=== Source data ===

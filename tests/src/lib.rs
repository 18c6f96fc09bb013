pub mod utils;

#[cfg(test)]
mod test_full_event_flow;
#[cfg(test)]
mod test_lifecycle;
#[cfg(test)]
mod test_templates;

===

**What is being asked**
The whole block of data above should be printed again verbatim.

**Task response**
filename tests/src/lib.rs
repository 18c6f96fc09bb013
pub mod utils;

#[cfg(test)]
mod test_full_event_flow;
#[cfg(test)]
mod test_lifecycle;
#[cfg(test)]
mod test_templates;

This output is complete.